┌─ SUPPLIED ENTRIES
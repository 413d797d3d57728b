//! Scheduling rules: the conflict and containment predicates that decide
//! which jobs may run side by side.
//!
//! A rule is a pure capability. Two jobs whose rules conflict never run at
//! the same time; a thread holding a rule may begin any rule it contains
//! without further waiting.
//!
//! The engine never calls [`SchedulingRule::is_conflicting`] or
//! [`SchedulingRule::contains`] directly. It goes through [`conflicts`] and
//! [`contains`], which unfold [`MultiRule`] composites on either side so
//! primitive rules only ever compare against other primitive rules.
//!
//! ```
//! use std::sync::Arc;
//! use prometheus_jobs::core::rule::{self, PathRule, RuleRef};
//!
//! let project: RuleRef = Arc::new(PathRule::new("/project"));
//! let file: RuleRef = Arc::new(PathRule::new("/project/src/lib.rs"));
//!
//! assert!(rule::contains(project.as_ref(), file.as_ref()));
//! assert!(rule::conflicts(file.as_ref(), project.as_ref()));
//! ```

use std::any::Any;
use std::fmt;
use std::sync::Arc;

/// Shared handle to a scheduling rule.
pub type RuleRef = Arc<dyn SchedulingRule>;

/// Conflict and containment predicates over scheduling rules.
///
/// Implementations must be symmetric and reflexive in `is_conflicting`, and
/// reflexive and transitive in `contains`. Both methods must be cheap and side
/// effect free: they are evaluated while the scheduler holds its queue lock.
pub trait SchedulingRule: Send + Sync + fmt::Debug + 'static {
    /// True if holding `self` is sufficient cover for also holding `other`.
    fn contains(&self, other: &dyn SchedulingRule) -> bool;

    /// True if jobs holding `self` and `other` must not run concurrently.
    fn is_conflicting(&self, other: &dyn SchedulingRule) -> bool;

    /// Upcast used by implementations to inspect the concrete type of `other`.
    fn as_any(&self) -> &dyn Any;

    /// Children of a composite rule; `None` for primitive rules.
    fn children(&self) -> Option<&[RuleRef]> {
        None
    }
}

fn same_rule(a: &dyn SchedulingRule, b: &dyn SchedulingRule) -> bool {
    std::ptr::addr_eq(a, b)
}

/// Conflict check that unfolds composite rules on either side.
#[must_use]
pub fn conflicts(a: &dyn SchedulingRule, b: &dyn SchedulingRule) -> bool {
    if same_rule(a, b) {
        return true;
    }
    match (a.children(), b.children()) {
        (Some(children), _) => children.iter().any(|c| conflicts(c.as_ref(), b)),
        (None, Some(children)) => children.iter().any(|c| conflicts(a, c.as_ref())),
        (None, None) => a.is_conflicting(b) || b.is_conflicting(a),
    }
}

/// Containment check that unfolds composite rules on either side.
///
/// A composite `b` is contained when every child is contained; a composite
/// `a` contains a primitive `b` when any of its children does.
#[must_use]
pub fn contains(a: &dyn SchedulingRule, b: &dyn SchedulingRule) -> bool {
    if same_rule(a, b) {
        return true;
    }
    if let Some(children) = b.children() {
        return children.iter().all(|c| contains(a, c.as_ref()));
    }
    match a.children() {
        Some(children) => children.iter().any(|c| contains(c.as_ref(), b)),
        None => a.contains(b),
    }
}

/// Short human-readable description used in errors and logs.
#[must_use]
pub fn describe(rule: &dyn SchedulingRule) -> String {
    format!("{rule:?}")
}

/// A rule that conflicts with, and contains, only itself.
///
/// Two `IdentityRule`s built from the same name are still distinct rules:
/// identity is the shared `Arc`, the name is only for diagnostics.
#[derive(Debug, Clone)]
pub struct IdentityRule {
    name: String,
}

impl IdentityRule {
    /// Create a rule with a diagnostic name.
    pub fn new(name: impl Into<String>) -> Self {
        Self { name: name.into() }
    }

    /// Convenience constructor returning a shared handle.
    pub fn shared(name: impl Into<String>) -> RuleRef {
        Arc::new(Self::new(name))
    }

    /// Diagnostic name.
    #[must_use]
    pub fn name(&self) -> &str {
        &self.name
    }
}

impl SchedulingRule for IdentityRule {
    fn contains(&self, other: &dyn SchedulingRule) -> bool {
        same_rule(self, other)
    }

    fn is_conflicting(&self, other: &dyn SchedulingRule) -> bool {
        same_rule(self, other)
    }

    fn as_any(&self) -> &dyn Any {
        self
    }
}

/// Hierarchical rule over `/`-separated paths, in the style of workspace
/// resource rules.
///
/// `/a` contains `/a/b`; two path rules conflict when either contains the
/// other. Rules over different types never conflict.
#[derive(Debug, Clone, PartialEq, Eq, Hash)]
pub struct PathRule {
    segments: Vec<String>,
}

impl PathRule {
    /// Build a rule from a path such as `"/project/src"`. Empty segments are
    /// ignored, so `"/"` is the root that contains every path.
    #[must_use]
    pub fn new(path: &str) -> Self {
        Self {
            segments: path
                .split('/')
                .filter(|s| !s.is_empty())
                .map(str::to_owned)
                .collect(),
        }
    }

    /// Convenience constructor returning a shared handle.
    #[must_use]
    pub fn shared(path: &str) -> RuleRef {
        Arc::new(Self::new(path))
    }

    /// Canonical path string.
    #[must_use]
    pub fn path(&self) -> String {
        format!("/{}", self.segments.join("/"))
    }

    fn is_prefix_of(&self, other: &Self) -> bool {
        other.segments.len() >= self.segments.len()
            && self.segments.iter().zip(&other.segments).all(|(a, b)| a == b)
    }
}

impl SchedulingRule for PathRule {
    fn contains(&self, other: &dyn SchedulingRule) -> bool {
        other
            .as_any()
            .downcast_ref::<Self>()
            .is_some_and(|other| self.is_prefix_of(other))
    }

    fn is_conflicting(&self, other: &dyn SchedulingRule) -> bool {
        other
            .as_any()
            .downcast_ref::<Self>()
            .is_some_and(|other| self.is_prefix_of(other) || other.is_prefix_of(self))
    }

    fn as_any(&self) -> &dyn Any {
        self
    }
}

/// Composite rule aggregating several child rules.
///
/// Conflicts with a rule if any child does; contains a rule if the children
/// collectively cover it.
#[derive(Debug, Clone)]
pub struct MultiRule {
    children: Vec<RuleRef>,
}

impl MultiRule {
    /// Build a composite from explicit children. Nested composites are
    /// flattened.
    #[must_use]
    pub fn new(rules: impl IntoIterator<Item = RuleRef>) -> Self {
        let mut children = Vec::new();
        for rule in rules {
            Self::flatten_into(&rule, &mut children);
        }
        Self { children }
    }

    fn flatten_into(rule: &RuleRef, out: &mut Vec<RuleRef>) {
        match rule.children() {
            Some(children) => {
                for child in children {
                    Self::flatten_into(child, out);
                }
            }
            None => out.push(Arc::clone(rule)),
        }
    }

    /// Combine two optional rules into the smallest rule covering both.
    ///
    /// A missing side yields the other; if one side contains the other the
    /// container is returned unchanged; otherwise a flattened composite.
    #[must_use]
    pub fn combine(a: Option<RuleRef>, b: Option<RuleRef>) -> Option<RuleRef> {
        match (a, b) {
            (None, b) => b,
            (a, None) => a,
            (Some(a), Some(b)) => {
                if contains(a.as_ref(), b.as_ref()) {
                    Some(a)
                } else if contains(b.as_ref(), a.as_ref()) {
                    Some(b)
                } else {
                    Some(Arc::new(Self::new([a, b])))
                }
            }
        }
    }

    /// Flattened child rules.
    #[must_use]
    pub fn rules(&self) -> &[RuleRef] {
        &self.children
    }
}

impl SchedulingRule for MultiRule {
    fn contains(&self, other: &dyn SchedulingRule) -> bool {
        contains(self, other)
    }

    fn is_conflicting(&self, other: &dyn SchedulingRule) -> bool {
        conflicts(self, other)
    }

    fn as_any(&self) -> &dyn Any {
        self
    }

    fn children(&self) -> Option<&[RuleRef]> {
        Some(&self.children)
    }
}
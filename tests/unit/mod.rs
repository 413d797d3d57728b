//! Unit tests for individual components

mod builders_test;
mod config_test;
mod error_test;
mod listener_test;
mod rule_test;
mod util_test;
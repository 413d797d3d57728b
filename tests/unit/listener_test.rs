//! Tests for the in-memory event log

use prometheus_jobs::core::build_event;
use prometheus_jobs::{InMemoryEventLog, JobChangeListener, JobEventKind, JobResult};

#[test]
fn test_event_log_is_bounded() {
    let log = InMemoryEventLog::new(2);
    log.on_event(&build_event(1, "a", JobEventKind::Scheduled, None));
    log.on_event(&build_event(1, "a", JobEventKind::Running, None));
    log.on_event(&build_event(1, "a", JobEventKind::Done, Some(JobResult::Completed)));

    let events = log.events();
    assert_eq!(events.len(), 2);
    assert_eq!(events[0].kind, JobEventKind::Running);
    assert!(events[1].result.as_ref().is_some_and(JobResult::is_ok));
}

#[test]
fn test_kinds_for_filters_by_job() {
    let log = InMemoryEventLog::new(16);
    log.on_event(&build_event(1, "a", JobEventKind::Scheduled, None));
    log.on_event(&build_event(2, "b", JobEventKind::Scheduled, None));
    log.on_event(&build_event(1, "a", JobEventKind::Running, None));

    assert_eq!(
        log.kinds_for(1),
        vec![JobEventKind::Scheduled, JobEventKind::Running]
    );
    log.clear();
    assert!(log.kinds_for(2).is_empty());
}
//! Deadlock victim selection.

use std::fmt;
use std::thread::ThreadId;

/// A thread on a detected waits-for cycle.
#[derive(Debug, Clone, Copy, PartialEq, Eq)]
pub struct VictimCandidate {
    /// The waiting thread.
    pub thread: ThreadId,
    /// Total reentrant lock depth plus acquired rules held by the thread.
    pub held_depth: usize,
    /// Order in which the thread started waiting; larger is more recent.
    pub wait_seq: u64,
    /// True for the thread whose wait closed the cycle.
    pub is_requester: bool,
}

/// Chooses which thread on a cycle has its acquisition fail.
pub trait VictimPolicy: Send + Sync + fmt::Debug {
    /// Pick one of `candidates`. Must be deterministic for a given input.
    fn select(&self, candidates: &[VictimCandidate]) -> Option<ThreadId>;
}

/// Fail the thread holding the least, breaking ties towards the most recent
/// waiter.
#[derive(Debug, Default, Clone, Copy)]
pub struct LightestHolder;

impl VictimPolicy for LightestHolder {
    fn select(&self, candidates: &[VictimCandidate]) -> Option<ThreadId> {
        candidates
            .iter()
            .min_by(|a, b| {
                a.held_depth
                    .cmp(&b.held_depth)
                    .then_with(|| b.wait_seq.cmp(&a.wait_seq))
            })
            .map(|c| c.thread)
    }
}

/// Always fail the thread whose wait closed the cycle.
#[derive(Debug, Default, Clone, Copy)]
pub struct RequesterVictim;

impl VictimPolicy for RequesterVictim {
    fn select(&self, candidates: &[VictimCandidate]) -> Option<ThreadId> {
        candidates
            .iter()
            .find(|c| c.is_requester)
            .or_else(|| candidates.first())
            .map(|c| c.thread)
    }
}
└─
INSTRUCTIONS FOR THE TASK: Take from the entries every line that has the string "either".

TASK SOLUTION:
//! [`contains`], which unfold [`MultiRule`] composites on either side so
/// Conflict check that unfolds composite rules on either side.
/// Containment check that unfolds composite rules on either side.
/// `/a` contains `/a/b`; two path rules conflict when either contains the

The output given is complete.